Issuing debt rated Aaa by Moody’s and AAA by Standard and Poor’s to institutional investors through the Office of Finance, the twelve FHLBanks provided on-the-spot funding of varying durations to owner-members as other sources of liquidity dried up or became more expensive. That is precisely the role Congress envisioned when the Banks opened for business 75 years ago.

As the nation continues to meet the challenges presented by millions of ill-advised mortgages polluting the capital markets - which could yet lead to another downdraft during the next 18 months - the Home Loan Banks stand ready to expand or contract member outstandings to meet customer demand, offer a variety of short- and long-term instruments to fund individual balance sheets and address local needs as diverse as anticipated customer borrowings or assets unable to be sold immediately in the securitized markets. As one local lender recently put it, FHLBank is the “lender of choice” any time it needs liquidity.

So, after 75 years, what’s next? With more than 8,100 members nationwide, more than $1 trillion in assets, more than $800 billion in advances and an Affordable Housing Program whose collective funding of more than $3 billion makes it the equivalent of the largest housing foundation in the country, the FHLBanks are starting to shed their image as the “Stealth GSE.”

While they have proved their mettle as the “anti-credit crunch GSE” this year, FHLBanks must do more to assist their collective membership - smaller community lenders in particular - as they navigate an increasingly perilous world of margin pressures, changes in capital and greater community expectations. For example, FHLBank Pittsburgh is becoming more adaptable by:

  • Restructuring the pricing of advances to become even more market-competitive;
  • Introducing free software to provide members with additional flexibility in analyzing various advance funding strategies - helping them better manage risk, make more effective funding decisions and engage in more informed use of Bank credit products;
  • And working with a growing bipartisan coalition of leaders in Congress to enable FHLBanks to partner once again with members and provide credit enhancement on locally issued tax-exempt bonds for a variety of significant projects - medical clinics, roads and bridges, wastewater treatment, community colleges and the like - without a local bond issue losing its tax-exempt status. This will give FHLBanks statutory parity with other GSEs and various government entities. The drive to amend Section 149 of the Internal Revenue Code is gaining momentum. If successful, cash-strapped municipalities, small colleges and healthcare providers with poor credit ratings or none at all will be able to tap less costly funding. This, in turn, will strengthen communities much the way the FHLBanks have been doing since their creation.
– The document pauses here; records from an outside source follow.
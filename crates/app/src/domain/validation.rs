//! Field validation shared by the domain input types.

use std::fmt;

use smallvec::SmallVec;

pub(crate) const MUST_NOT_BE_NULL: &str = "must not be null";
pub(crate) const MUST_NOT_BE_BLANK: &str = "must not be blank";
pub(crate) const MUST_NOT_BE_NEGATIVE: &str = "must be greater than or equal to 0";

/// A single violated constraint on a named input field.
#[derive(Debug, Clone, PartialEq, Eq)]
pub struct FieldError {
    /// Wire name of the offending field.
    pub field: &'static str,

    /// Human readable constraint message.
    pub message: String,
}

/// Every constraint violation found in one input, in field order.
#[derive(Debug, Clone, Default, PartialEq, Eq)]
pub struct ValidationErrors {
    errors: SmallVec<[FieldError; 4]>,
}

impl ValidationErrors {
    #[must_use]
    pub fn new() -> Self {
        Self::default()
    }

    pub fn push(&mut self, field: &'static str, message: impl Into<String>) {
        self.errors.push(FieldError {
            field,
            message: message.into(),
        });
    }

    #[must_use]
    pub fn is_empty(&self) -> bool {
        self.errors.is_empty()
    }

    #[must_use]
    pub fn len(&self) -> usize {
        self.errors.len()
    }

    pub fn iter(&self) -> impl Iterator<Item = &FieldError> {
        self.errors.iter()
    }

    #[must_use]
    pub fn contains(&self, field: &str) -> bool {
        self.errors.iter().any(|error| error.field == field)
    }

    /// Return `value` when no violations were recorded.
    ///
    /// # Errors
    ///
    /// Returns `self` when at least one violation was recorded.
    pub fn into_result<T>(self, value: T) -> Result<T, Self> {
        if self.is_empty() {
            Ok(value)
        } else {
            Err(self)
        }
    }
}

impl fmt::Display for ValidationErrors {
    fn fmt(&self, f: &mut fmt::Formatter<'_>) -> fmt::Result {
        let mut first = true;

        for error in &self.errors {
            if !first {
                f.write_str(", ")?;
            }

            write!(f, "{}: {}", error.field, error.message)?;

            first = false;
        }

        Ok(())
    }
}

impl std::error::Error for ValidationErrors {}

pub(crate) fn size_message(max: usize) -> String {
    format!("size must be between 0 and {max}")
}

/// Required text: present, not blank and at most `max` characters.
///
/// A missing value reports both the null and blank violations.
pub(crate) fn required_text(
    errors: &mut ValidationErrors,
    field: &'static str,
    value: Option<&str>,
    max: usize,
) {
    match value {
        None => {
            errors.push(field, MUST_NOT_BE_BLANK);
            errors.push(field, MUST_NOT_BE_NULL);
        }
        Some(text) => {
            if text.trim().is_empty() {
                errors.push(field, MUST_NOT_BE_BLANK);
            }

            max_length(errors, field, Some(text), max);
        }
    }
}

/// Optional text limited to `max` characters.
pub(crate) fn max_length(
    errors: &mut ValidationErrors,
    field: &'static str,
    value: Option<&str>,
    max: usize,
) {
    if value.is_some_and(|text| text.chars().count() > max) {
        errors.push(field, size_message(max));
    }
}

pub(crate) fn required<T>(errors: &mut ValidationErrors, field: &'static str, value: Option<&T>) {
    if value.is_none() {
        errors.push(field, MUST_NOT_BE_NULL);
    }
}

/// `Some` only when the text has visible content.
pub(crate) fn non_blank(value: Option<String>) -> Option<String> {
    value.filter(|text| !text.trim().is_empty())
}
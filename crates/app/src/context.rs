//! App Context

use std::sync::Arc;

use sqlx::migrate::MigrateError;
use thiserror::Error;
use tracing::info;

use crate::{
    auth::AuthService,
    database::{self, Db},
    domain::{
        beers::{BeersService, InMemoryBeersService, PgBeersService},
        categories::{CategoriesService, InMemoryCategoriesService, PgCategoriesService},
        customers::{CustomersService, InMemoryCustomersService, PgCustomersService},
        seed::{SeedError, seed_if_empty},
    },
};

#[derive(Debug, Error)]
pub enum AppInitError {
    #[error("failed to connect to database")]
    Database(#[source] sqlx::Error),

    #[error("failed to run database migrations")]
    Migrate(#[source] MigrateError),

    #[error("failed to load sample data")]
    Seed(#[from] SeedError),
}

/// What to do to a `PostgreSQL` database before serving from it.
#[derive(Debug, Clone, Copy, Default, PartialEq, Eq)]
pub struct StartupOptions {
    pub run_migrations: bool,
    pub seed_data: bool,
}

#[derive(Clone)]
pub struct AppContext {
    pub beers: Arc<dyn BeersService>,
    pub customers: Arc<dyn CustomersService>,
    pub categories: Arc<dyn CategoriesService>,
    pub auth: Arc<dyn AuthService>,
}

impl AppContext {
    /// Build application context from a database URL.
    ///
    /// # Errors
    ///
    /// Returns an error when connecting, migrating or seeding fails.
    pub async fn from_database_url(
        url: &str,
        auth: Arc<dyn AuthService>,
        options: StartupOptions,
    ) -> Result<Self, AppInitError> {
        let pool = database::connect(url)
            .await
            .map_err(AppInitError::Database)?;

        if options.run_migrations {
            database::migrate(&pool)
                .await
                .map_err(AppInitError::Migrate)?;

            info!("database migrations applied");
        }

        let db = Db::new(pool);

        let context = Self {
            beers: Arc::new(PgBeersService::new(db.clone())),
            customers: Arc::new(PgCustomersService::new(db.clone())),
            categories: Arc::new(PgCategoriesService::new(db)),
            auth,
        };

        if options.seed_data {
            seed_if_empty(context.beers.as_ref(), context.customers.as_ref()).await?;
        }

        Ok(context)
    }

    /// Build application context backed by in-process maps.
    #[must_use]
    pub fn in_memory(auth: Arc<dyn AuthService>, seed_data: bool) -> Self {
        let (beers, customers) = if seed_data {
            (
                InMemoryBeersService::seeded(),
                InMemoryCustomersService::seeded(),
            )
        } else {
            (InMemoryBeersService::new(), InMemoryCustomersService::new())
        };

        let beers: Arc<dyn BeersService> = Arc::new(beers);

        Self {
            categories: Arc::new(InMemoryCategoriesService::new(Arc::clone(&beers))),
            customers: Arc::new(customers),
            beers,
            auth,
        }
    }
}
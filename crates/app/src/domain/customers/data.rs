//! Customers Data

use jiff::Timestamp;

use crate::domain::{
    customers::records::{CustomerRecord, CustomerUuid},
    validation::{ValidationErrors, max_length, non_blank, required_text},
};

pub(crate) const CUSTOMER_NAME_MAX: usize = 255;
pub(crate) const EMAIL_MAX: usize = 255;

/// Customer fields exactly as a client supplied them.
#[derive(Debug, Clone, Default, PartialEq, Eq)]
pub struct CustomerInput {
    pub version: Option<i32>,
    pub name: Option<String>,
    pub email: Option<String>,
}

/// New Customer Data
#[derive(Debug, Clone, PartialEq, Eq)]
pub struct NewCustomer {
    pub name: String,
    pub email: Option<String>,
}

/// Customer Update Data
#[derive(Debug, Clone, PartialEq, Eq)]
pub struct CustomerUpdate {
    pub version: Option<i32>,
    pub name: String,
    pub email: Option<String>,
}

/// Customer Patch Data
#[derive(Debug, Clone, Default, PartialEq, Eq)]
pub struct CustomerPatch {
    pub name: Option<String>,
    pub email: Option<String>,
}

impl TryFrom<CustomerInput> for NewCustomer {
    type Error = ValidationErrors;

    fn try_from(input: CustomerInput) -> Result<Self, Self::Error> {
        let mut errors = ValidationErrors::new();

        required_text(&mut errors, "customerName", input.name.as_deref(), CUSTOMER_NAME_MAX);
        max_length(&mut errors, "email", input.email.as_deref(), EMAIL_MAX);

        match input.name {
            Some(name) if errors.is_empty() => Ok(Self {
                name,
                email: input.email,
            }),
            _ => Err(errors),
        }
    }
}

impl TryFrom<CustomerInput> for CustomerUpdate {
    type Error = ValidationErrors;

    fn try_from(input: CustomerInput) -> Result<Self, Self::Error> {
        let version = input.version;

        NewCustomer::try_from(input).map(|customer| Self {
            version,
            name: customer.name,
            email: customer.email,
        })
    }
}

impl TryFrom<CustomerInput> for CustomerPatch {
    type Error = ValidationErrors;

    fn try_from(input: CustomerInput) -> Result<Self, Self::Error> {
        let mut errors = ValidationErrors::new();

        max_length(&mut errors, "customerName", input.name.as_deref(), CUSTOMER_NAME_MAX);
        max_length(&mut errors, "email", input.email.as_deref(), EMAIL_MAX);

        errors.into_result(Self {
            name: non_blank(input.name),
            email: non_blank(input.email),
        })
    }
}

impl NewCustomer {
    pub(crate) fn into_record(self, now: Timestamp) -> CustomerRecord {
        CustomerRecord {
            uuid: CustomerUuid::new(),
            version: 1,
            name: self.name,
            email: self.email,
            created_at: now,
            updated_at: now,
        }
    }
}

impl CustomerUpdate {
    pub(crate) fn apply_to(self, customer: &mut CustomerRecord) {
        customer.name = self.name;
        customer.email = self.email;
    }

    pub(crate) fn is_stale(&self, current: i32) -> bool {
        self.version.is_some_and(|version| version != current)
    }
}

impl CustomerPatch {
    pub(crate) fn apply_to(self, customer: &mut CustomerRecord) {
        if let Some(name) = non_blank(self.name) {
            customer.name = name;
        }

        if let Some(email) = non_blank(self.email) {
            customer.email = Some(email);
        }
    }
}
From bust to boom, from market highs to market meltdown, the FHLBanks of America have demonstrated remarkable resilience. By doing the work that Congress chartered them to do 75 years ago, they continue to play a unique role in meeting the liquidity needs of commercial banks, savings associations, thrifts, credit unions and insurance companies and ultimately their respective customers. It’s a partnership that works, and one that works wonders for the nation’s economy.

John R. Price is president and CEO of FHLBank Pittsburgh and incoming Chair of the FHLBank Presidents’ Conference.